- [Saved entries]:
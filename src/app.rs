use crate::board::{Board, Card};
use crate::config::Config;
use crate::data::{DeviceSnapshot, LoadLevel, TemperatureLevel};
use crate::monitor::MonitorError;
use crate::sampler::{SamplerHandle, SamplerPhase, SnapshotSink};
use crate::schedule::{Deferred, Periodic};
use crate::self_memory::SelfMemoryReporter;
use crossbeam_channel::{Receiver, Sender};
use egui::{Color32, RichText, Stroke};
use egui_plot::{Line, Plot, PlotPoints};
use std::sync::{Arc, OnceLock};
use std::time::{Duration, Instant};

const GREEN: Color32 = Color32::from_rgb(0x2e, 0xcc, 0x71);
const ORANGE: Color32 = Color32::from_rgb(0xf3, 0x9c, 0x12);
const RED: Color32 = Color32::from_rgb(0xe7, 0x4c, 0x3c);
const RISING: Color32 = Color32::from_rgb(0x34, 0x98, 0xdb);

/// Forwards snapshot lists to the UI and wakes it up.
///
/// The egui context only exists once the window is open, so it is filled in
/// later through a shared slot.
pub struct RepaintSink {
    sender: Sender<Vec<DeviceSnapshot>>,
    ctx: Arc<OnceLock<egui::Context>>,
}

impl RepaintSink {
    pub fn new(sender: Sender<Vec<DeviceSnapshot>>, ctx: Arc<OnceLock<egui::Context>>) -> Self {
        Self { sender, ctx }
    }
}

impl SnapshotSink for RepaintSink {
    fn publish(&mut self, snapshots: Vec<DeviceSnapshot>) -> Result<(), MonitorError> {
        self.sender.publish(snapshots)?;
        if let Some(ctx) = self.ctx.get() {
            ctx.request_repaint();
        }
        Ok(())
    }
}

pub struct OverlayApp {
    receiver: Receiver<Vec<DeviceSnapshot>>,
    sampler: SamplerHandle,
    board: Board,
    self_memory: SelfMemoryReporter,
    memory_timer: Periodic,
    app_memory_mb: f64,
    title_bar: Deferred,
}

impl OverlayApp {
    pub fn new(
        cc: &eframe::CreationContext<'_>,
        config: &Config,
        receiver: Receiver<Vec<DeviceSnapshot>>,
        sampler: SamplerHandle,
        ctx_slot: Arc<OnceLock<egui::Context>>,
    ) -> Self {
        let _ = ctx_slot.set(cc.egui_ctx.clone());

        let mut style = (*cc.egui_ctx.style()).clone();
        style.visuals.dark_mode = true;
        cc.egui_ctx.set_style(style);

        let self_memory = SelfMemoryReporter::detect();
        if !self_memory.is_available() {
            log::info!("App memory will not be shown");
        }

        Self {
            receiver,
            sampler,
            board: Board::new(),
            self_memory,
            memory_timer: Periodic::new(config.self_memory_interval),
            app_memory_mb: 0.0,
            title_bar: Deferred::new(Instant::now(), config.title_bar_delay),
        }
    }

    fn drain_snapshots(&mut self) {
        while let Ok(snapshots) = self.receiver.try_recv() {
            self.board.apply(snapshots, chrono::Local::now());
        }
    }

    fn run_timers(&mut self, ctx: &egui::Context, now: Instant) {
        if self.memory_timer.due(now) {
            self.app_memory_mb = self.self_memory.resident_mb();
        }
        if self.title_bar.fire(now) {
            log::debug!("Hiding window decorations");
            ctx.send_viewport_cmd(egui::ViewportCommand::Decorations(false));
        }

        let mut next = self.memory_timer.remaining(now);
        if let Some(title) = self.title_bar.remaining(now) {
            next = next.min(title);
        }
        ctx.request_repaint_after(next.max(Duration::from_millis(50)));
    }
}

fn load_color(percent: f64) -> Color32 {
    match LoadLevel::from_percent(percent) {
        LoadLevel::Low => GREEN,
        LoadLevel::Medium => ORANGE,
        LoadLevel::High => RED,
    }
}

fn temperature_color(level: TemperatureLevel) -> Color32 {
    match level {
        TemperatureLevel::Normal => GREEN,
        TemperatureLevel::Warm => ORANGE,
        TemperatureLevel::Hot => RED,
    }
}

fn bar(ui: &mut egui::Ui, percent: f64, text: String, color: Color32) {
    let fraction = (percent / 100.0).clamp(0.0, 1.0) as f32;
    ui.add(
        egui::ProgressBar::new(fraction)
            .desired_width(110.0)
            .text(text)
            .fill(color),
    );
}

fn card_tooltip(card: &Card) -> String {
    let snap = &card.snapshot;
    let mut lines = vec![
        format!(
            "GPU: {}% | Memory bandwidth: {}%",
            snap.utilization_compute, snap.utilization_memory_bandwidth
        ),
        format!(
            "VRAM: {} / {} MB ({:.1}%)",
            snap.memory_used_mb,
            snap.memory_total_mb,
            snap.memory_percent()
        ),
    ];
    if snap.power_limit_w > 0.0 {
        lines.push(format!(
            "Power: {:.1}W / {:.1}W",
            snap.power_usage_w, snap.power_limit_w
        ));
    }
    lines.extend(snap.fan_label());
    lines.push(format!("Processes: {}", snap.processes.len()));
    if let (true, Some(baseline)) = (card.rising, card.baseline_c) {
        lines.push(format!("Heating up since {baseline}°C"));
    }
    lines.join("\n")
}

fn temperature_sparkline(ui: &mut egui::Ui, index: u32, history: &[u32], color: Color32) {
    let points: PlotPoints = history
        .iter()
        .enumerate()
        .map(|(i, t)| [i as f64, f64::from(*t)])
        .collect();
    Plot::new(("temperature_history", index))
        .width(80.0)
        .height(25.0)
        .show_axes(false)
        .show_x(false)
        .show_y(false)
        .allow_drag(false)
        .allow_zoom(false)
        .allow_scroll(false)
        .show(ui, |plot_ui| {
            plot_ui.line(Line::new("Temperature (°C)", points).color(color));
        });
}

fn draw_card(ui: &mut egui::Ui, card: &Card, history: &[u32]) {
    let snap = &card.snapshot;
    let mut frame = egui::Frame::group(ui.style());
    if card.rising {
        frame = frame.stroke(Stroke::new(2.0, RISING));
    }

    let response = frame
        .show(ui, |ui| {
            ui.horizontal(|ui| {
                ui.label(
                    RichText::new(format!("GPU {}: {}", snap.index, snap.name))
                        .size(14.0)
                        .strong(),
                );

                let util = f64::from(snap.utilization_compute);
                bar(ui, util, format!("GPU: {util:.0}%"), load_color(util));

                let mem = snap.memory_percent();
                bar(ui, mem, snap.memory_label(), load_color(mem));

                let temp_color = temperature_color(snap.temperature_level());
                bar(
                    ui,
                    f64::from(snap.temperature_c.min(100)),
                    format!("{}°C", snap.temperature_c),
                    temp_color,
                );

                let power = snap.power_percent();
                let power_text = if snap.power_limit_w > 0.0 {
                    format!("{:.0}W", snap.power_usage_w)
                } else {
                    "N/A".to_string()
                };
                bar(ui, power, power_text, load_color(power));

                if history.len() >= 2 {
                    temperature_sparkline(ui, snap.index, history, temp_color);
                }
            });
        })
        .response;
    response.on_hover_text(card_tooltip(card));
}

impl eframe::App for OverlayApp {
    fn update(&mut self, ctx: &egui::Context, _frame: &mut eframe::Frame) {
        self.drain_snapshots();
        self.run_timers(ctx, Instant::now());

        egui::CentralPanel::default().show(ctx, |ui| {
            if self.board.has_data() && self.board.cards().is_empty() {
                ui.label("No GPU detected");
            }
            for card in self.board.cards() {
                let history = self.board.temperature_history(card.snapshot.index);
                draw_card(ui, card, &history);
            }

            let stopped = self.sampler.phase() == SamplerPhase::Stopped;
            ui.add_space(4.0);
            ui.label(
                RichText::new(self.board.status_line(self.app_memory_mb, stopped))
                    .size(10.0)
                    .color(Color32::GRAY),
            );
        });
    }
}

- [THE PROBLEM]: Output each line of the data exactly as it stands above.

- [OUTPUT]:
filename src/app.rs
use crate::board::{Board, Card};
use crate::config::Config;
use crate::data::{DeviceSnapshot, LoadLevel, TemperatureLevel};
use crate::monitor::MonitorError;
use crate::sampler::{SamplerHandle, SamplerPhase, SnapshotSink};
use crate::schedule::{Deferred, Periodic};
use crate::self_memory::SelfMemoryReporter;
use crossbeam_channel::{Receiver, Sender};
use egui::{Color32, RichText, Stroke};
use egui_plot::{Line, Plot, PlotPoints};
use std::sync::{Arc, OnceLock};
use std::time::{Duration, Instant};

const GREEN: Color32 = Color32::from_rgb(0x2e, 0xcc, 0x71);
const ORANGE: Color32 = Color32::from_rgb(0xf3, 0x9c, 0x12);
const RED: Color32 = Color32::from_rgb(0xe7, 0x4c, 0x3c);
const RISING: Color32 = Color32::from_rgb(0x34, 0x98, 0xdb);

/// Forwards snapshot lists to the UI and wakes it up.
///
/// The egui context only exists once the window is open, so it is filled in
/// later through a shared slot.
pub struct RepaintSink {
    sender: Sender<Vec<DeviceSnapshot>>,
    ctx: Arc<OnceLock<egui::Context>>,
}

impl RepaintSink {
    pub fn new(sender: Sender<Vec<DeviceSnapshot>>, ctx: Arc<OnceLock<egui::Context>>) -> Self {
        Self { sender, ctx }
    }
}

impl SnapshotSink for RepaintSink {
    fn publish(&mut self, snapshots: Vec<DeviceSnapshot>) -> Result<(), MonitorError> {
        self.sender.publish(snapshots)?;
        if let Some(ctx) = self.ctx.get() {
            ctx.request_repaint();
        }
        Ok(())
    }
}

pub struct OverlayApp {
    receiver: Receiver<Vec<DeviceSnapshot>>,
    sampler: SamplerHandle,
    board: Board,
    self_memory: SelfMemoryReporter,
    memory_timer: Periodic,
    app_memory_mb: f64,
    title_bar: Deferred,
}

impl OverlayApp {
    pub fn new(
        cc: &eframe::CreationContext<'_>,
        config: &Config,
        receiver: Receiver<Vec<DeviceSnapshot>>,
        sampler: SamplerHandle,
        ctx_slot: Arc<OnceLock<egui::Context>>,
    ) -> Self {
        let _ = ctx_slot.set(cc.egui_ctx.clone());

        let mut style = (*cc.egui_ctx.style()).clone();
        style.visuals.dark_mode = true;
        cc.egui_ctx.set_style(style);

        let self_memory = SelfMemoryReporter::detect();
        if !self_memory.is_available() {
            log::info!("App memory will not be shown");
        }

        Self {
            receiver,
            sampler,
            board: Board::new(),
            self_memory,
            memory_timer: Periodic::new(config.self_memory_interval),
            app_memory_mb: 0.0,
            title_bar: Deferred::new(Instant::now(), config.title_bar_delay),
        }
    }

    fn drain_snapshots(&mut self) {
        while let Ok(snapshots) = self.receiver.try_recv() {
            self.board.apply(snapshots, chrono::Local::now());
        }
    }

    fn run_timers(&mut self, ctx: &egui::Context, now: Instant) {
        if self.memory_timer.due(now) {
            self.app_memory_mb = self.self_memory.resident_mb();
        }
        if self.title_bar.fire(now) {
            log::debug!("Hiding window decorations");
            ctx.send_viewport_cmd(egui::ViewportCommand::Decorations(false));
        }

        let mut next = self.memory_timer.remaining(now);
        if let Some(title) = self.title_bar.remaining(now) {
            next = next.min(title);
        }
        ctx.request_repaint_after(next.max(Duration::from_millis(50)));
    }
}

fn load_color(percent: f64) -> Color32 {
    match LoadLevel::from_percent(percent) {
        LoadLevel::Low => GREEN,
        LoadLevel::Medium => ORANGE,
        LoadLevel::High => RED,
    }
}

fn temperature_color(level: TemperatureLevel) -> Color32 {
    match level {
        TemperatureLevel::Normal => GREEN,
        TemperatureLevel::Warm => ORANGE,
        TemperatureLevel::Hot => RED,
    }
}

fn bar(ui: &mut egui::Ui, percent: f64, text: String, color: Color32) {
    let fraction = (percent / 100.0).clamp(0.0, 1.0) as f32;
    ui.add(
        egui::ProgressBar::new(fraction)
            .desired_width(110.0)
            .text(text)
            .fill(color),
    );
}

fn card_tooltip(card: &Card) -> String {
    let snap = &card.snapshot;
    let mut lines = vec![
        format!(
            "GPU: {}% | Memory bandwidth: {}%",
            snap.utilization_compute, snap.utilization_memory_bandwidth
        ),
        format!(
            "VRAM: {} / {} MB ({:.1}%)",
            snap.memory_used_mb,
            snap.memory_total_mb,
            snap.memory_percent()
        ),
    ];
    if snap.power_limit_w > 0.0 {
        lines.push(format!(
            "Power: {:.1}W / {:.1}W",
            snap.power_usage_w, snap.power_limit_w
        ));
    }
    lines.extend(snap.fan_label());
    lines.push(format!("Processes: {}", snap.processes.len()));
    if let (true, Some(baseline)) = (card.rising, card.baseline_c) {
        lines.push(format!("Heating up since {baseline}°C"));
    }
    lines.join("\n")
}

fn temperature_sparkline(ui: &mut egui::Ui, index: u32, history: &[u32], color: Color32) {
    let points: PlotPoints = history
        .iter()
        .enumerate()
        .map(|(i, t)| [i as f64, f64::from(*t)])
        .collect();
    Plot::new(("temperature_history", index))
        .width(80.0)
        .height(25.0)
        .show_axes(false)
        .show_x(false)
        .show_y(false)
        .allow_drag(false)
        .allow_zoom(false)
        .allow_scroll(false)
        .show(ui, |plot_ui| {
            plot_ui.line(Line::new("Temperature (°C)", points).color(color));
        });
}

fn draw_card(ui: &mut egui::Ui, card: &Card, history: &[u32]) {
    let snap = &card.snapshot;
    let mut frame = egui::Frame::group(ui.style());
    if card.rising {
        frame = frame.stroke(Stroke::new(2.0, RISING));
    }

    let response = frame
        .show(ui, |ui| {
            ui.horizontal(|ui| {
                ui.label(
                    RichText::new(format!("GPU {}: {}", snap.index, snap.name))
                        .size(14.0)
                        .strong(),
                );

                let util = f64::from(snap.utilization_compute);
                bar(ui, util, format!("GPU: {util:.0}%"), load_color(util));

                let mem = snap.memory_percent();
                bar(ui, mem, snap.memory_label(), load_color(mem));

                let temp_color = temperature_color(snap.temperature_level());
                bar(
                    ui,
                    f64::from(snap.temperature_c.min(100)),
                    format!("{}°C", snap.temperature_c),
                    temp_color,
                );

                let power = snap.power_percent();
                let power_text = if snap.power_limit_w > 0.0 {
                    format!("{:.0}W", snap.power_usage_w)
                } else {
                    "N/A".to_string()
                };
                bar(ui, power, power_text, load_color(power));

                if history.len() >= 2 {
                    temperature_sparkline(ui, snap.index, history, temp_color);
                }
            });
        })
        .response;
    response.on_hover_text(card_tooltip(card));
}

impl eframe::App for OverlayApp {
    fn update(&mut self, ctx: &egui::Context, _frame: &mut eframe::Frame) {
        self.drain_snapshots();
        self.run_timers(ctx, Instant::now());

        egui::CentralPanel::default().show(ctx, |ui| {
            if self.board.has_data() && self.board.cards().is_empty() {
                ui.label("No GPU detected");
            }
            for card in self.board.cards() {
                let history = self.board.temperature_history(card.snapshot.index);
                draw_card(ui, card, &history);
            }

            let stopped = self.sampler.phase() == SamplerPhase::Stopped;
            ui.add_space(4.0);
            ui.label(
                RichText::new(self.board.status_line(self.app_memory_mb, stopped))
                    .size(10.0)
                    .color(Color32::GRAY),
            );
        });
    }
}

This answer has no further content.